Two years ago, I read Hayden Herrera’s biography of Frida Kahlo. I loved it, as I do most comprehensive biographies of artists in the mid-twentieth century, and I took two big themes away from it: 1. There is an art to physical suffering and it includes the committed honesty of the sufferer and 2. There is so much surrealism steeped into the culture of Mexico.
Though neither of these themes are close to the heart of Upper Bohemia, the same dreamlike stage and artistic agony found in the pages of Frida also inform this memoir. Written from the perspective of Herrera as a child, the reader is grabbed by the hand and lead through summers in Cape Cod and winters being the new kid at school, all under the supervision of two free-spirit parents whose wider social circle included many lions of the art world.
Upper Bohemia is written with a childlike precision and nonsensical coherence (“Having a balloon on my bedroom ceiling made me think I could live on the ceiling, too”). Herrera idolized her father and lived in the melancholic shade of her seemingly-bipolar mother. Both beautiful and charismatic, they both cast a shadow over their daughter by never quite living up to their full potential, as parents and as artists.
You can sense Herrera’s wonder with the world throughout the book, one that feels hopeful but insignificant as it grapples with the enormity of the world outside her family.
I must’ve been four years old when I was walking down the long, narrow hall at eighty-fifth street and I suddenly realized that other people had thoughts and feelings tossing around in their heads. This was a comfort. I had worried that I was the only one. Now I knew that everyone was like me, even Blair, even my mother. I looked at their heads and I knew their secret — they had ideas inside.
As she is shuttled between her mother and her father, and different relatives and step-parents, she finds refuge in herself and her thoughts. She was never in one place long enough to relax into the idea of herself as an individual exclusive from her sister Blair before she was picked up and moved to a different place – a house-turned-Artist Camp on a pond in Cape Cod, a railroad apartment that her mother shared with her lover on the Upper East Side, her grandmother’s pristine and etiquette-friendly house in Cambridge. Upper Bohemia suspends the knowledge of the world (one that might send an adult into a midlife tailspin) for the sake of a beautiful tableau of a childhood on the tangents of a bohemian universe.

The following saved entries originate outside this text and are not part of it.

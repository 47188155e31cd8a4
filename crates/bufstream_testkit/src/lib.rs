//! # bufstream testkit
//!
//! Test utilities for bufstream.
//!
//! This crate provides:
//! - A fault-injecting backend wrapper for short transfers and failures
//! - Temporary file fixtures
//! - Property-based test generators using proptest
//!
//! ## Usage
//!
//! ```rust
//! use bufstream_backend::MemoryBackend;
//! use bufstream_testkit::prelude::*;
//!
//! let (backend, faults) = FaultyBackend::new(MemoryBackend::new());
//! faults.cap_writes(1);
//! # drop(backend);
//! ```

#![deny(unsafe_code)]
#![warn(missing_docs)]

pub mod faulty;
pub mod fixtures;
pub mod generators;

/// Prelude module for convenient imports
pub mod prelude {
    pub use crate::faulty::*;
    pub use crate::fixtures::*;
    pub use crate::generators::*;
}

pub use faulty::*;
pub use fixtures::*;
pub use generators::*;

Upper Bohemia did a great job balancing the micro and the macro. Details only a child could pick up on show up in tandem with overarching patterns:
Ellie used to trim our nails and save the little quarter moons that she cut off. “I’m keeping these,” she explained, “because when your mother comes, I can show them to her, and she will know I am taking good care of you.”
B- and C-list artists who brushed shoulders with the likes of Rivera, Guggenheim, and Gorky present themselves as signs of the times, markers of values. Herrera’s parents are imperfect people with imperfect friends whose names we’ve heard in art classes. But Herrera colors in my stale recollection of art history with their humanity; loud colors like divorces and children, quiet colors like laughter around a campfire and tickle fights.
Infinity stretches out forever in childhood. It feels as though the earth is alive because you are. Seasons are checkpoints of understanding the world in bigger ways as life ominously stretches out in front of you, never to end. You can feel infinity permeate every memory in this book.
After my mother drove away, promising to be back next summer, I lay on my back under a huge pine tree below the front steps of the Big House. The pine-needle-covered earth was like a mattress. I wanted my mind to be just as soft, but the inside of my skull felt chunky and hard, full of sharp corners. I did that crunch down thing on my heart, and instead of missing my mother, I studied the patches of the blue sky in the spaces between the pine tree’s branches. High up there were pine cones, black against the sky. If they moved, I knew they were birds. When the wind picked up, the blue pieces of sky changed shape. Embraced by the pine’s limbs, these blue shapes seemed both close and far, so near that I could have climbed the tree and put my arm through them, and so far away that they were part of an emptiness that went on forever.
It makes sense that Herrera would grow up to study the pillars of the art world after growing up parallel to it, now stepping in and out of the lives of the Kahlos and the Matisses, building out their universes for the common man to enter into via page. But to distill the spirit of one’s own childhood into a dazzling portrait so intimate that the reader remembers what it’s like to think as a child — to worry or fear or delight as a child — unknown to the familiarity adulthood often affords you, that is a portrait I want to study.